→ Task details:
Below is a listing. Write out exactly its lines between the one holding "let mut buf = vec![0u8; total_buffer_len(num_blocks, r)];" and the one holding "assert_eq!(elements[0].hash, (2u64 <<", inclusive.

→ Excerpted records:
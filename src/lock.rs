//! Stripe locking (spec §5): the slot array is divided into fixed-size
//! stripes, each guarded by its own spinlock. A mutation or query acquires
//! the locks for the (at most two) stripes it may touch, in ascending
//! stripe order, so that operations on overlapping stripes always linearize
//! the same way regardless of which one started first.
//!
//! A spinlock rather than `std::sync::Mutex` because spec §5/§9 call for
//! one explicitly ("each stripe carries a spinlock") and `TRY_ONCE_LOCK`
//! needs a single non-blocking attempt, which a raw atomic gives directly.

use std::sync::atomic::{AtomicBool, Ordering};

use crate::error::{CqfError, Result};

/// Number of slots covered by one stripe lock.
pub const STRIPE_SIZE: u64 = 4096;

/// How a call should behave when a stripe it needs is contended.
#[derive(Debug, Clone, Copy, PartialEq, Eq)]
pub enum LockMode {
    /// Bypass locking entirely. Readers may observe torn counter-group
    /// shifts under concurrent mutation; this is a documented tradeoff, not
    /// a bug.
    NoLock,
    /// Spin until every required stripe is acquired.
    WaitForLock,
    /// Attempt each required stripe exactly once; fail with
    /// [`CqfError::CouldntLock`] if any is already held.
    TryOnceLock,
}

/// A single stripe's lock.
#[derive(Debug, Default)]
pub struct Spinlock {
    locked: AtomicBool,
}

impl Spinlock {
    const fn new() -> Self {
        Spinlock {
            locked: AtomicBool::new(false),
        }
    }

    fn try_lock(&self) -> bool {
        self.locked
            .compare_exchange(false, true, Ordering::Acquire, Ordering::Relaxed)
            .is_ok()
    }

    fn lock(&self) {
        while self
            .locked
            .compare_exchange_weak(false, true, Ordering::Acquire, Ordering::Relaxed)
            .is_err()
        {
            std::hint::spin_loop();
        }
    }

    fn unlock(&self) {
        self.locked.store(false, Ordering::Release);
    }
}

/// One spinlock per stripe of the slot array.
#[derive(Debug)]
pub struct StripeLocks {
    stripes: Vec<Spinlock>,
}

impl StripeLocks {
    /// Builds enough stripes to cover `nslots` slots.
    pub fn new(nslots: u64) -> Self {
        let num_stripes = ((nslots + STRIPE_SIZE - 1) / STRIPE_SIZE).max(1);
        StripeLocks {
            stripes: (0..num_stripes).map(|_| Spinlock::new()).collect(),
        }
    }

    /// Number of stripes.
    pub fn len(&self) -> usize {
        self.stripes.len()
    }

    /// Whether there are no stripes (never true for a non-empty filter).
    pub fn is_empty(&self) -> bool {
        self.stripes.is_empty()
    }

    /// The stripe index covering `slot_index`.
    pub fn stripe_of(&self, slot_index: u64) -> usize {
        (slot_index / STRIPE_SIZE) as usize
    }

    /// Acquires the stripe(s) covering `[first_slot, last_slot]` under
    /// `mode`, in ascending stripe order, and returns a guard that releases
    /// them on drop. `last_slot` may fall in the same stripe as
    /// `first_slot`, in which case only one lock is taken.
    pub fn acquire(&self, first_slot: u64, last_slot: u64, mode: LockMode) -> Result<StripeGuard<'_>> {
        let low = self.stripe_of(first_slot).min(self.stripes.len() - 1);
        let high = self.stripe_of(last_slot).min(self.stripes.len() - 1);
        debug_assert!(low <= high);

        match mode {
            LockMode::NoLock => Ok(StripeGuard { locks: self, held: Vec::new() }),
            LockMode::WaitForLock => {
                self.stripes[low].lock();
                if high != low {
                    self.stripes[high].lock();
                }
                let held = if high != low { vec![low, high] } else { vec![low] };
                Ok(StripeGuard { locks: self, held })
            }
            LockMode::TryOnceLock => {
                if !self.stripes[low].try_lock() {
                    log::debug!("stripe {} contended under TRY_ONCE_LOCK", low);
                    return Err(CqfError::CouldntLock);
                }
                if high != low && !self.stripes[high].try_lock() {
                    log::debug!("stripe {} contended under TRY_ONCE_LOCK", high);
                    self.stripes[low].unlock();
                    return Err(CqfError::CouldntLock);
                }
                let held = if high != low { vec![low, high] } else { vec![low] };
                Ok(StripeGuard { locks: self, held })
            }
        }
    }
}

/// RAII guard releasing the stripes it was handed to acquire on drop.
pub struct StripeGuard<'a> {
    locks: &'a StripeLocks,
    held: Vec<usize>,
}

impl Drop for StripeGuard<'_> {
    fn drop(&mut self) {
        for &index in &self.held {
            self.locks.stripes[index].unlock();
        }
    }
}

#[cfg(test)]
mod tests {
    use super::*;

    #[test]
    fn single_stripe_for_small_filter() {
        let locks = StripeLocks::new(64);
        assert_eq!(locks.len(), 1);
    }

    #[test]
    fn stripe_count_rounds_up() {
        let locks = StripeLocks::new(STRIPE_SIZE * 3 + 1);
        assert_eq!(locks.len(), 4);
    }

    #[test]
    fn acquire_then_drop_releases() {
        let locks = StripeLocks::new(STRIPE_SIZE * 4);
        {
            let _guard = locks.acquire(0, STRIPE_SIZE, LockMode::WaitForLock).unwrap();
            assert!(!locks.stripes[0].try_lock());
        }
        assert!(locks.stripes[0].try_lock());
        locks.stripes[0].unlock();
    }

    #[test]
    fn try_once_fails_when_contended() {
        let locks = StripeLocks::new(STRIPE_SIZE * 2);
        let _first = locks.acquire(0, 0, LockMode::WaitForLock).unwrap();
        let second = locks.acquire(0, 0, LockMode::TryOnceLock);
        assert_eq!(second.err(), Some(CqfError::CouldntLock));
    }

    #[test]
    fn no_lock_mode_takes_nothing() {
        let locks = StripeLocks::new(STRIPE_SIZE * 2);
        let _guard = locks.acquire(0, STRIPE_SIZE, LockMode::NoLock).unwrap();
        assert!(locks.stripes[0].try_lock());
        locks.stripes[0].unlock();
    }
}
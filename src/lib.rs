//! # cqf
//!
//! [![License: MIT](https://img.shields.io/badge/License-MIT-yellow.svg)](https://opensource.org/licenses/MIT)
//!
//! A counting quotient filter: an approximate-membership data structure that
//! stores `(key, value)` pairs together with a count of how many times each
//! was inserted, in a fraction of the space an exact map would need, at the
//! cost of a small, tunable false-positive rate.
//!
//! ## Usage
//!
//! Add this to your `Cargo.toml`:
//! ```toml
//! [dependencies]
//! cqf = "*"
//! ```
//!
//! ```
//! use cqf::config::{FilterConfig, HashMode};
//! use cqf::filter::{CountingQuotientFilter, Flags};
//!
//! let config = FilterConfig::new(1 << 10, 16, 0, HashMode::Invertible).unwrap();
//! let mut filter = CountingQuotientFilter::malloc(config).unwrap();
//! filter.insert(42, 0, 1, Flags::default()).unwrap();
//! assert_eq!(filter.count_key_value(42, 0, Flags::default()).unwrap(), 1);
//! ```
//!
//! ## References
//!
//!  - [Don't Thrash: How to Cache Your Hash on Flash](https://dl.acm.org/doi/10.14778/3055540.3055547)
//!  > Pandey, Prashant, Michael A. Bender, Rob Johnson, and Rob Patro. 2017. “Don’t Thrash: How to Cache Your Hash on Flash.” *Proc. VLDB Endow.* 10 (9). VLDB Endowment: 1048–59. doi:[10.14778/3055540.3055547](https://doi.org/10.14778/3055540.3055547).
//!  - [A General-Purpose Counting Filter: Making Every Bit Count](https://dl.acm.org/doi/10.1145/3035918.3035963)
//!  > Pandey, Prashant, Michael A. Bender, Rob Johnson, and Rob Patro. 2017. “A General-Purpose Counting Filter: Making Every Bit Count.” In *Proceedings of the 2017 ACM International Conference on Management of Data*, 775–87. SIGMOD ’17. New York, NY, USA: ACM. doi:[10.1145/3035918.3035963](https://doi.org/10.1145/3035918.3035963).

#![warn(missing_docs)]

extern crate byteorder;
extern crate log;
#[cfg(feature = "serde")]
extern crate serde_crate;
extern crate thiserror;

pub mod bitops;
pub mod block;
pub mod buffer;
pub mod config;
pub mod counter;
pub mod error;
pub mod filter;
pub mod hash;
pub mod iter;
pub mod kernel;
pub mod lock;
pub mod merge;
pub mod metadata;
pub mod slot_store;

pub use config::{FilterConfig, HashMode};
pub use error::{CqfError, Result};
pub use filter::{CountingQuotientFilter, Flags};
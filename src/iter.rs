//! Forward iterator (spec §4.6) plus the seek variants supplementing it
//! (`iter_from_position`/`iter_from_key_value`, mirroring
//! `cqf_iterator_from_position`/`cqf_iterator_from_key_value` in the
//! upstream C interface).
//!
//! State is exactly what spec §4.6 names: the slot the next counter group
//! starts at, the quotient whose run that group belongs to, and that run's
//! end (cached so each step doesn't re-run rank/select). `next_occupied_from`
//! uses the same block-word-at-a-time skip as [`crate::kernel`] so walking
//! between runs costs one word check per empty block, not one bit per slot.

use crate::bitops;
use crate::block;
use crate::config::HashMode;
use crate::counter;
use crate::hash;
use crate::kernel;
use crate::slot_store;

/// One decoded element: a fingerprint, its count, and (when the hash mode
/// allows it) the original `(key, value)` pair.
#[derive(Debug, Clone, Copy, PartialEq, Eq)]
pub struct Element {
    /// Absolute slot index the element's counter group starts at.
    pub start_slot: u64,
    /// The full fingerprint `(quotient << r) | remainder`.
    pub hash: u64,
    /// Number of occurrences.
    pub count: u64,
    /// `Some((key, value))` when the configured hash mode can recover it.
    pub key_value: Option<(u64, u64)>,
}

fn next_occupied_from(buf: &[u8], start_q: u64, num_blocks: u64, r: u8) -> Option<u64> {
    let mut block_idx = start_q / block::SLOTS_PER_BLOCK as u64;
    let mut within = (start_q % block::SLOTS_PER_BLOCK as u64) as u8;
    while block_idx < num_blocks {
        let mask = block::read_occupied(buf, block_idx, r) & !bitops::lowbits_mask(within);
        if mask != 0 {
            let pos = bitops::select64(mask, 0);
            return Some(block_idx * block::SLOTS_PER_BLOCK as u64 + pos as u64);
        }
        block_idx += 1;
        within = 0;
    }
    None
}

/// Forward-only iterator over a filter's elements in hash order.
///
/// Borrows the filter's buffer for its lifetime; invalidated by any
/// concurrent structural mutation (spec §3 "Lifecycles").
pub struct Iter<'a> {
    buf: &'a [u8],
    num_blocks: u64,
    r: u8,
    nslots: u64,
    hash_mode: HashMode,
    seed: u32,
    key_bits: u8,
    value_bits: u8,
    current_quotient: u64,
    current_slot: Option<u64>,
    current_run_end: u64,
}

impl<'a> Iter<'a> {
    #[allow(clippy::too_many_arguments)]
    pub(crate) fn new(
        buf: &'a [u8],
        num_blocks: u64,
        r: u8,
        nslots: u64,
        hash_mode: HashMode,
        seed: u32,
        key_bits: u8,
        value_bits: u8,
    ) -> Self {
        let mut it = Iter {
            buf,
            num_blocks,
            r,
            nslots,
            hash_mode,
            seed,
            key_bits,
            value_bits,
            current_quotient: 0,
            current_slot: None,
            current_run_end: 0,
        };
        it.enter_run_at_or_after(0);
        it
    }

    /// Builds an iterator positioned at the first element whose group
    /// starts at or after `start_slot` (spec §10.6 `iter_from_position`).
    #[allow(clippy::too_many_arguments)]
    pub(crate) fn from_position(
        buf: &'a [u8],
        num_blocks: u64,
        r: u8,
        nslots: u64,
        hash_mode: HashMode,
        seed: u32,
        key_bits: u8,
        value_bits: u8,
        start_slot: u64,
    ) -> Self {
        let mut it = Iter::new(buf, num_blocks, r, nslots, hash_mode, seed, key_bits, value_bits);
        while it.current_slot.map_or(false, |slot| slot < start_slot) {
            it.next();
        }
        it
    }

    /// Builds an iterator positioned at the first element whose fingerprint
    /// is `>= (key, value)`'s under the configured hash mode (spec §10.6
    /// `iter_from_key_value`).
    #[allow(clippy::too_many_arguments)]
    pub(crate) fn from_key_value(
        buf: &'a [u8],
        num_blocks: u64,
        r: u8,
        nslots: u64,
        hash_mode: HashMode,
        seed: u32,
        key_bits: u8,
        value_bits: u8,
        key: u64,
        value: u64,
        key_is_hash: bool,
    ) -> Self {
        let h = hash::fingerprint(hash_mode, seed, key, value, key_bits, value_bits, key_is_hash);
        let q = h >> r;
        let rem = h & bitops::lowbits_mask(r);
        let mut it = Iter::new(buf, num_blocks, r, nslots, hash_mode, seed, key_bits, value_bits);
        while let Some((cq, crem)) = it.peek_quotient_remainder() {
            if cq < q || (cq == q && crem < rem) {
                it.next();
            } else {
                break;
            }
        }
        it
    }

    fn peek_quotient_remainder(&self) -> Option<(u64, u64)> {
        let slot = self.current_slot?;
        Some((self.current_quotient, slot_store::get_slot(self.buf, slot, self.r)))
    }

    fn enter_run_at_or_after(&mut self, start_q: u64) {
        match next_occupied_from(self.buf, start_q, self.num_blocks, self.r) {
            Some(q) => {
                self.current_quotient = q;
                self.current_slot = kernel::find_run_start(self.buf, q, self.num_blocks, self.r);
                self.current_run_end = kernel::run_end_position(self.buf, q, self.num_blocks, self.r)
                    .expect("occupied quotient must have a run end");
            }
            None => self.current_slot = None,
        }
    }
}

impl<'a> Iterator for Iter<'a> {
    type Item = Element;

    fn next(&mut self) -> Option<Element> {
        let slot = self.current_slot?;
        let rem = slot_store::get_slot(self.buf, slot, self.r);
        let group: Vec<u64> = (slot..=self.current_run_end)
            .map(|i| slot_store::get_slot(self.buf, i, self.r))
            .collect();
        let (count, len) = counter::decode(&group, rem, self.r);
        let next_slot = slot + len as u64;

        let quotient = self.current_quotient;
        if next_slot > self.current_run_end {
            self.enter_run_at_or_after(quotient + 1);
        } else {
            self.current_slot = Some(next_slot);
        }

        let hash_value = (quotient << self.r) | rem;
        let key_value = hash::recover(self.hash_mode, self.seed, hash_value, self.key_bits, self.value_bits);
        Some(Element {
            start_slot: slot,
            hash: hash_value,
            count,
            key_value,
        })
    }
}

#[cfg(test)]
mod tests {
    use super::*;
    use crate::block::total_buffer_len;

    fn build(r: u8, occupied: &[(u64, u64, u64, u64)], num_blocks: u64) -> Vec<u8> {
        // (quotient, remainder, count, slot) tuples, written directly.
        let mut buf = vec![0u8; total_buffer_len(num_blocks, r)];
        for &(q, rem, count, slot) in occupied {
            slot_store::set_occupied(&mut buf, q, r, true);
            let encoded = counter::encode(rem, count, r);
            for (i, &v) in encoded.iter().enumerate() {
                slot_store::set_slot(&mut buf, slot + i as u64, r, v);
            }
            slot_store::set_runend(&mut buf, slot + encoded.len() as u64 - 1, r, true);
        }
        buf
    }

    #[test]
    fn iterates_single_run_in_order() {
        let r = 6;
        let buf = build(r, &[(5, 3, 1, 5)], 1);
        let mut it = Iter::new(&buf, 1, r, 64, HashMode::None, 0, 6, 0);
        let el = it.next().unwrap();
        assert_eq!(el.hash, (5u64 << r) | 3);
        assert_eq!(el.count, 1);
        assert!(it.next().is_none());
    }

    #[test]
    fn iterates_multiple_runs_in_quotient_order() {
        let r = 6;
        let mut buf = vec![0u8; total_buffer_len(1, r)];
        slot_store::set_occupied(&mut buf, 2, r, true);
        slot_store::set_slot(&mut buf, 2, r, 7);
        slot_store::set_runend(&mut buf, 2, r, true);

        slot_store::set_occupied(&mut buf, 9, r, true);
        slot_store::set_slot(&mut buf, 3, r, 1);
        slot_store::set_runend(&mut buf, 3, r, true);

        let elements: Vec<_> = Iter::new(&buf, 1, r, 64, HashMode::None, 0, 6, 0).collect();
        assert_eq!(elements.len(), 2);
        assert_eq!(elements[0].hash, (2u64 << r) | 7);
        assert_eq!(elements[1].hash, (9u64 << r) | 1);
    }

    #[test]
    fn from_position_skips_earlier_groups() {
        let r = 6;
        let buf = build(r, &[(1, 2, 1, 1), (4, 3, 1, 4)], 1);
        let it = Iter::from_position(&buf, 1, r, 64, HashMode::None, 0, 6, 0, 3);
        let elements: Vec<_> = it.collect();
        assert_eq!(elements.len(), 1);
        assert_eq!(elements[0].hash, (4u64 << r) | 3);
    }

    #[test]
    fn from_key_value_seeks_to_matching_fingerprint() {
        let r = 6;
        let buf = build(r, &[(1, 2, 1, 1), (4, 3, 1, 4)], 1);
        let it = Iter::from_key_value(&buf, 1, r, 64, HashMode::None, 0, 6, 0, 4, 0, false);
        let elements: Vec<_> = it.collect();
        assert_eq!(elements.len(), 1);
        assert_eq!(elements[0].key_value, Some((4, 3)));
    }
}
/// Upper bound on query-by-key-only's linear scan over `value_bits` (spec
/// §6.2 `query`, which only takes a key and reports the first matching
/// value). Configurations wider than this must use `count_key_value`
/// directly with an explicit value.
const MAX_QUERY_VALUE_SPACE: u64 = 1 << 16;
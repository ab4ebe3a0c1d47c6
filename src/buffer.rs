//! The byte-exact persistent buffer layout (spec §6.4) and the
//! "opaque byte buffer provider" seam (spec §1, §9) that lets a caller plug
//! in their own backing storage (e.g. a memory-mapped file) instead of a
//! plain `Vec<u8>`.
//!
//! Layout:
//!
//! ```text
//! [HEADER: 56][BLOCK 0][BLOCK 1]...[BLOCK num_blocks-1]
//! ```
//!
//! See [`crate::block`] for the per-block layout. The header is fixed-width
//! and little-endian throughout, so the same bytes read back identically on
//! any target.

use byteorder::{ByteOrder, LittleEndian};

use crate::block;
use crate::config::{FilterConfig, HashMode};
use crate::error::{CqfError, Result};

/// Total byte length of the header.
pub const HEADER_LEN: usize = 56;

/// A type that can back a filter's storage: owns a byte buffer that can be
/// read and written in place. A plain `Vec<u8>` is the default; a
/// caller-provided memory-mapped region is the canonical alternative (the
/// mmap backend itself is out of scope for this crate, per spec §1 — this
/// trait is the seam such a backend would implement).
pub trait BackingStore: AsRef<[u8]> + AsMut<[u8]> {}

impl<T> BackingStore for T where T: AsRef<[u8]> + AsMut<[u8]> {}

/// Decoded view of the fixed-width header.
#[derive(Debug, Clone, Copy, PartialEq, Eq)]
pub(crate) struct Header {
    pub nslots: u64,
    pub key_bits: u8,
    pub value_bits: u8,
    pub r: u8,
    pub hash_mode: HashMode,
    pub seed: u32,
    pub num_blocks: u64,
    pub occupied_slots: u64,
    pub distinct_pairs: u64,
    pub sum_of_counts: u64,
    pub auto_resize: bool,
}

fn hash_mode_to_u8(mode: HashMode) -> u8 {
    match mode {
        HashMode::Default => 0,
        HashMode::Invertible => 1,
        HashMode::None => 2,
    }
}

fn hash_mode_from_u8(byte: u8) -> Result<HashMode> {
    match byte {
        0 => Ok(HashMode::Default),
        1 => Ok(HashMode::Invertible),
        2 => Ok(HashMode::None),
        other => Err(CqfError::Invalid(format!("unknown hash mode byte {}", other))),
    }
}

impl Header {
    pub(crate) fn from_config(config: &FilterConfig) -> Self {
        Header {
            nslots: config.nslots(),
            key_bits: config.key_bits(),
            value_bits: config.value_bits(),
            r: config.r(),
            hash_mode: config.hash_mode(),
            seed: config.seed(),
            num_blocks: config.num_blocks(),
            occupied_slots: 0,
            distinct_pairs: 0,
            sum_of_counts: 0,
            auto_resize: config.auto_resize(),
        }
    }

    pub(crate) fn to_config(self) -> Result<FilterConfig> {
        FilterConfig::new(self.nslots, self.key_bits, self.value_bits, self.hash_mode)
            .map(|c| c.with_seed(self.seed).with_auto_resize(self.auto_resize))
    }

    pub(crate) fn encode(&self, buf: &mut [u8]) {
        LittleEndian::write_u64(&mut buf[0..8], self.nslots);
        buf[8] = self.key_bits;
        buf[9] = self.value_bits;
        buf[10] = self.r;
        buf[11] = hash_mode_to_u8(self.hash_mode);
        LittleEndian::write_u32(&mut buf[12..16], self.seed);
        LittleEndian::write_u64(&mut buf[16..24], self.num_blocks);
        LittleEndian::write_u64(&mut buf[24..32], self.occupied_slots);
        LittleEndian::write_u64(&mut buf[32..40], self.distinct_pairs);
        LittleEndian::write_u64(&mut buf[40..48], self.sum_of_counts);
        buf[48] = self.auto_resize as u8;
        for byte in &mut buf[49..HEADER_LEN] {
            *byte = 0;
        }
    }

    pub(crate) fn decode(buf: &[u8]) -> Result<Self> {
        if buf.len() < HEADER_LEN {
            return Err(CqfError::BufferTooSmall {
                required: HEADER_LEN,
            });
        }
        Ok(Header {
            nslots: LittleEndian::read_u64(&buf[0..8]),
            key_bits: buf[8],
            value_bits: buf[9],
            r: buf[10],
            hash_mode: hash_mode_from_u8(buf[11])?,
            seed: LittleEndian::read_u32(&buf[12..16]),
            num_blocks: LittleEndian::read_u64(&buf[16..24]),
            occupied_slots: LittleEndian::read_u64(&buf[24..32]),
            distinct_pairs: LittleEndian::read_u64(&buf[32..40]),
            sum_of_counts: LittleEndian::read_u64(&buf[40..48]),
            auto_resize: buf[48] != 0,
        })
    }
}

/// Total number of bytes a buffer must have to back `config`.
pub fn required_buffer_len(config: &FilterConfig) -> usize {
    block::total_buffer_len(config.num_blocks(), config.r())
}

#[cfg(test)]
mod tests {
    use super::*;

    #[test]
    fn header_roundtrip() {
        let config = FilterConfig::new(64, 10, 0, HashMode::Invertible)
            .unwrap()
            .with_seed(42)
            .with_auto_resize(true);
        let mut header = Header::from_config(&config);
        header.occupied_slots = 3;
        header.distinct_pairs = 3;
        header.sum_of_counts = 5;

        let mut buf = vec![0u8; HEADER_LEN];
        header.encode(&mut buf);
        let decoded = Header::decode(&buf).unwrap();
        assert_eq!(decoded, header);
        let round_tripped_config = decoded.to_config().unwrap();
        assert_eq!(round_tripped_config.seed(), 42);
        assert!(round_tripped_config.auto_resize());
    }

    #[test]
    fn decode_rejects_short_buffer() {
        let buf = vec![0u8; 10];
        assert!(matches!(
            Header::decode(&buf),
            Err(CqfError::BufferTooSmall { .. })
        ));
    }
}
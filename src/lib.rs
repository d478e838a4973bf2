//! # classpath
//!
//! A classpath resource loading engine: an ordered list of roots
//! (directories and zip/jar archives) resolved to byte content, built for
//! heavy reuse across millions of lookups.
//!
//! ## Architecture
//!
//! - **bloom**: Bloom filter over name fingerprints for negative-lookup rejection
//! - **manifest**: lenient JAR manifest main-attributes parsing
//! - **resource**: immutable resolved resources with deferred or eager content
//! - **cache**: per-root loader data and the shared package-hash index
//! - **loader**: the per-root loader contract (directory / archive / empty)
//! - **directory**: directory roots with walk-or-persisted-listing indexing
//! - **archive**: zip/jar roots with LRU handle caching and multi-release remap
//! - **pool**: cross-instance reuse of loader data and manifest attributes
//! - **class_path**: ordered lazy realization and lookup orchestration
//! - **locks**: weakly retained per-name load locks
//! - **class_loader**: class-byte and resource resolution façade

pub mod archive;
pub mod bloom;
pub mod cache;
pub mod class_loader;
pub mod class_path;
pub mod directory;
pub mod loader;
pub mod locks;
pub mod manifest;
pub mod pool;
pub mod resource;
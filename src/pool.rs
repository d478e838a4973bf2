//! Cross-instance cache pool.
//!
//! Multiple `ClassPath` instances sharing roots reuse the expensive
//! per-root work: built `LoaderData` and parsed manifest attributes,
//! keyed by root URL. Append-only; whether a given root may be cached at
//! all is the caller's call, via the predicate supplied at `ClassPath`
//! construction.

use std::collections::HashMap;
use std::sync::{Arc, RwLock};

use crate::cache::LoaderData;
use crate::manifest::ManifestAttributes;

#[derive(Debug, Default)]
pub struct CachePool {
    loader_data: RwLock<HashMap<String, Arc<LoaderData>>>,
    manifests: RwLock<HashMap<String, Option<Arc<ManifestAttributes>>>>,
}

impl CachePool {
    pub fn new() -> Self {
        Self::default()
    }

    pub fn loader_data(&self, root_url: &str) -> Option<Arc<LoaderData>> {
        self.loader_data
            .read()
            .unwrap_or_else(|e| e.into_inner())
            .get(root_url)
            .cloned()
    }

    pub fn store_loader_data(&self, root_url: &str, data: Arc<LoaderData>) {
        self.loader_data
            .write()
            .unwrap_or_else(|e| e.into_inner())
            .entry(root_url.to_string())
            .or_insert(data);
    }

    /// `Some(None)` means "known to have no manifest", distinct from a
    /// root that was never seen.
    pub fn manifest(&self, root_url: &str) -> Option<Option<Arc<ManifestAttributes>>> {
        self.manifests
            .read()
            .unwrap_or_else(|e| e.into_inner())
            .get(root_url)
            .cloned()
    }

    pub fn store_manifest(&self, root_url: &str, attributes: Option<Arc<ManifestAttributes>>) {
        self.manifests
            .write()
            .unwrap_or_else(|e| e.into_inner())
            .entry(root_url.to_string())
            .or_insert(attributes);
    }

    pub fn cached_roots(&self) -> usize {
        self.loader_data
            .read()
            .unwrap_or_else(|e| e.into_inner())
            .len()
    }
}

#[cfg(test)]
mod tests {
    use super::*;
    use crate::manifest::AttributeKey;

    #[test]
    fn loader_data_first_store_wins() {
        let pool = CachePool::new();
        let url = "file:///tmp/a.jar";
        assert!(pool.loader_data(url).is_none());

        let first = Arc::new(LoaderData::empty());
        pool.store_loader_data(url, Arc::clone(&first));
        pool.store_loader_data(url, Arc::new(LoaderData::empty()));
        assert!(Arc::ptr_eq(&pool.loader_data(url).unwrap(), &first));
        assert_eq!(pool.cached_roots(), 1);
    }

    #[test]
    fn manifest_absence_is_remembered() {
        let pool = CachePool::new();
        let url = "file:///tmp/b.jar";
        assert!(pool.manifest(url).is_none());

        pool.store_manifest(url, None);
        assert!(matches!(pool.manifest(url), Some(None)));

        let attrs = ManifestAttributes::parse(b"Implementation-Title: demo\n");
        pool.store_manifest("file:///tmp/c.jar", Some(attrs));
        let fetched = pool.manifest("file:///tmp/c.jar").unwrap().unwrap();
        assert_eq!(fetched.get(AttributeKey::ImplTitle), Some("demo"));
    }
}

→ Task solution:
        let mut buf = vec![0u8; total_buffer_len(num_blocks, r)];
        for &(q, rem, count, slot) in occupied {
            slot_store::set_occupied(&mut buf, q, r, true);
            let encoded = counter::encode(rem, count, r);
            for (i, &v) in encoded.iter().enumerate() {
                slot_store::set_slot(&mut buf, slot + i as u64, r, v);
            }
            slot_store::set_runend(&mut buf, slot + encoded.len() as u64 - 1, r, true);
        }
        buf
    }

    #[test]
    fn iterates_single_run_in_order() {
        let r = 6;
        let buf = build(r, &[(5, 3, 1, 5)], 1);
        let mut it = Iter::new(&buf, 1, r, 64, HashMode::None, 0, 6, 0);
        let el = it.next().unwrap();
        assert_eq!(el.hash, (5u64 << r) | 3);
        assert_eq!(el.count, 1);
        assert!(it.next().is_none());
    }

    #[test]
    fn iterates_multiple_runs_in_quotient_order() {
        let r = 6;
        let mut buf = vec![0u8; total_buffer_len(1, r)];
        slot_store::set_occupied(&mut buf, 2, r, true);
        slot_store::set_slot(&mut buf, 2, r, 7);
        slot_store::set_runend(&mut buf, 2, r, true);

        slot_store::set_occupied(&mut buf, 9, r, true);
        slot_store::set_slot(&mut buf, 3, r, 1);
        slot_store::set_runend(&mut buf, 3, r, true);

        let elements: Vec<_> = Iter::new(&buf, 1, r, 64, HashMode::None, 0, 6, 0).collect();
        assert_eq!(elements.len(), 2);
        assert_eq!(elements[0].hash, (2u64 << r) | 7);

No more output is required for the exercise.